# How Do I Improve This Pasture??



## Rollochrome (Apr 9, 2012)

I just bought 12 acres of mixed heavy woods, lightly wooded areas, and some nominal open pasture. All that is currently growing in the open and lightly wooded areas is some native blue stem and some oats or something that was imported by the prior owner in round bales and subsequently took root in limited locations. However for the most part, it's just weeds and bare soil.

The prior owner had 8 longhorn, 2 horses, and a mule on 12 acres and they stripped it bare.

I have one bred cow on site that is due in April.

I want to improve the pastures and lightly wooded areas with my john deere riding lawn mower or my Kawasaki Mule if I can ever get it out of the shop.
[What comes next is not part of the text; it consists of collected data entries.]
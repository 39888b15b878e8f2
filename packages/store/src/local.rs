//! # Browser `localStorage` backend
//!
//! [`LocalStore`] is a zero-size handle that looks up `window.localStorage` on
//! every call. The `Storage` object is not `Send`, so holding it would make the
//! handle unusable behind the `Send + Sync` bound of [`KeyValueStore`]; the
//! lookup itself is a cheap property read.

use web_sys::Storage;

use crate::{KeyValueStore, StorageError};

/// `window.localStorage`-backed store for the web platform.
#[derive(Clone, Copy, Debug, Default)]
pub struct LocalStore;

impl LocalStore {
    pub fn new() -> Self {
        Self
    }

    fn storage(&self) -> Result<Storage, StorageError> {
        let window = web_sys::window()
            .ok_or_else(|| StorageError::Unavailable("no window".to_string()))?;
        window
            .local_storage()
            .map_err(|_| StorageError::Unavailable("localStorage access denied".to_string()))?
            .ok_or_else(|| StorageError::Unavailable("localStorage disabled".to_string()))
    }
}

impl KeyValueStore for LocalStore {
    fn get(&self, key: &str) -> Result<Option<String>, StorageError> {
        self.storage()?
            .get_item(key)
            .map_err(|_| StorageError::Unavailable(format!("cannot read '{key}'")))
    }

    fn set(&self, key: &str, value: &str) -> Result<(), StorageError> {
        self.storage()?
            .set_item(key, value)
            .map_err(|_| StorageError::Write(key.to_string()))
    }

    fn remove(&self, key: &str) -> Result<(), StorageError> {
        self.storage()?
            .remove_item(key)
            .map_err(|_| StorageError::Write(key.to_string()))
    }
}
I cannot afford a tractor this year. I probably have a total of 5 or 6 acres out of the 12 to develop this year.

Due to the budget and equipment constraint, I am looking at basically grounds keeping implements to pull behind the riding mower at worst case scenario, then if the Mule gets running, I will pull them with it. 
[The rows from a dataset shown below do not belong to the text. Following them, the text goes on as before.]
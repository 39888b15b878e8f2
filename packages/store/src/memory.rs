use std::collections::HashMap;
use std::sync::{Arc, Mutex, MutexGuard};

use crate::{KeyValueStore, StorageError};

/// In-memory KeyValueStore for testing and non-browser builds.
#[derive(Clone, Debug, Default)]
pub struct MemoryStore {
    entries: Arc<Mutex<HashMap<String, String>>>,
}

impl MemoryStore {
    pub fn new() -> Self {
        Self::default()
    }

    /// Number of keys currently stored.
    pub fn len(&self) -> usize {
        self.lock().map(|entries| entries.len()).unwrap_or(0)
    }

    pub fn is_empty(&self) -> bool {
        self.len() == 0
    }

    fn lock(&self) -> Result<MutexGuard<'_, HashMap<String, String>>, StorageError> {
        self.entries
            .lock()
            .map_err(|e| StorageError::Unavailable(e.to_string()))
    }
}

impl KeyValueStore for MemoryStore {
    fn get(&self, key: &str) -> Result<Option<String>, StorageError> {
        Ok(self.lock()?.get(key).cloned())
    }

    fn set(&self, key: &str, value: &str) -> Result<(), StorageError> {
        self.lock()?.insert(key.to_string(), value.to_string());
        Ok(())
    }

    fn remove(&self, key: &str) -> Result<(), StorageError> {
        self.lock()?.remove(key);
        Ok(())
    }
}

#[cfg(test)]
mod tests {
    use super::*;

    #[test]
    fn test_set_get_remove() {
        let store = MemoryStore::new();
        assert_eq!(store.get("token").unwrap(), None);

        store.set("token", "abc").unwrap();
        assert_eq!(store.get("token").unwrap().as_deref(), Some("abc"));

        store.set("token", "def").unwrap();
        assert_eq!(store.get("token").unwrap().as_deref(), Some("def"));
        assert_eq!(store.len(), 1);

        store.remove("token").unwrap();
        assert!(store.is_empty());
    }

    #[test]
    fn test_clones_share_entries() {
        let store = MemoryStore::new();
        let other = store.clone();
        store.set("user", "{}").unwrap();
        assert_eq!(other.get("user").unwrap().as_deref(), Some("{}"));
    }

    #[test]
    fn test_removing_missing_key_is_ok() {
        let store = MemoryStore::new();
        assert!(store.remove("nope").is_ok());
    }
}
Tell me if I have a good plan:

1. I am going to buy a mini harrow rake from northern tool. Drag all areas. Link below:
http://www.northerntool.com/shop/tools/product_200365071_200365071

2. Then go back over these areas with a tow behind spreader full of grass seed like this one:
http://www.northerntool.com/shop/tools/product_200451682_200451682

My questions are these:

1. What sort of grass or "crop" do I need to plant? I would like it to come back every year if possible.
2. Assuming my two little implements do the job, do I need to "re-drag" the areas after seeding in order to cover the seeds, or is bare seed to ground contact sufficient?
3. Do I need to plan on doing this right before rain? Right after rain? Does it matter?
4. What is my timing for this? After the last freeze of the winter?? I am in North Texas so that might be in a few weeks..

Thank you!!


----------



## ramiller5675 (Mar 31, 2009)

If the pasture really is just weeds, I'd start by controlling those weeds next spring. Otherwise, whatever you try to plant will have trouble competing with the weeds.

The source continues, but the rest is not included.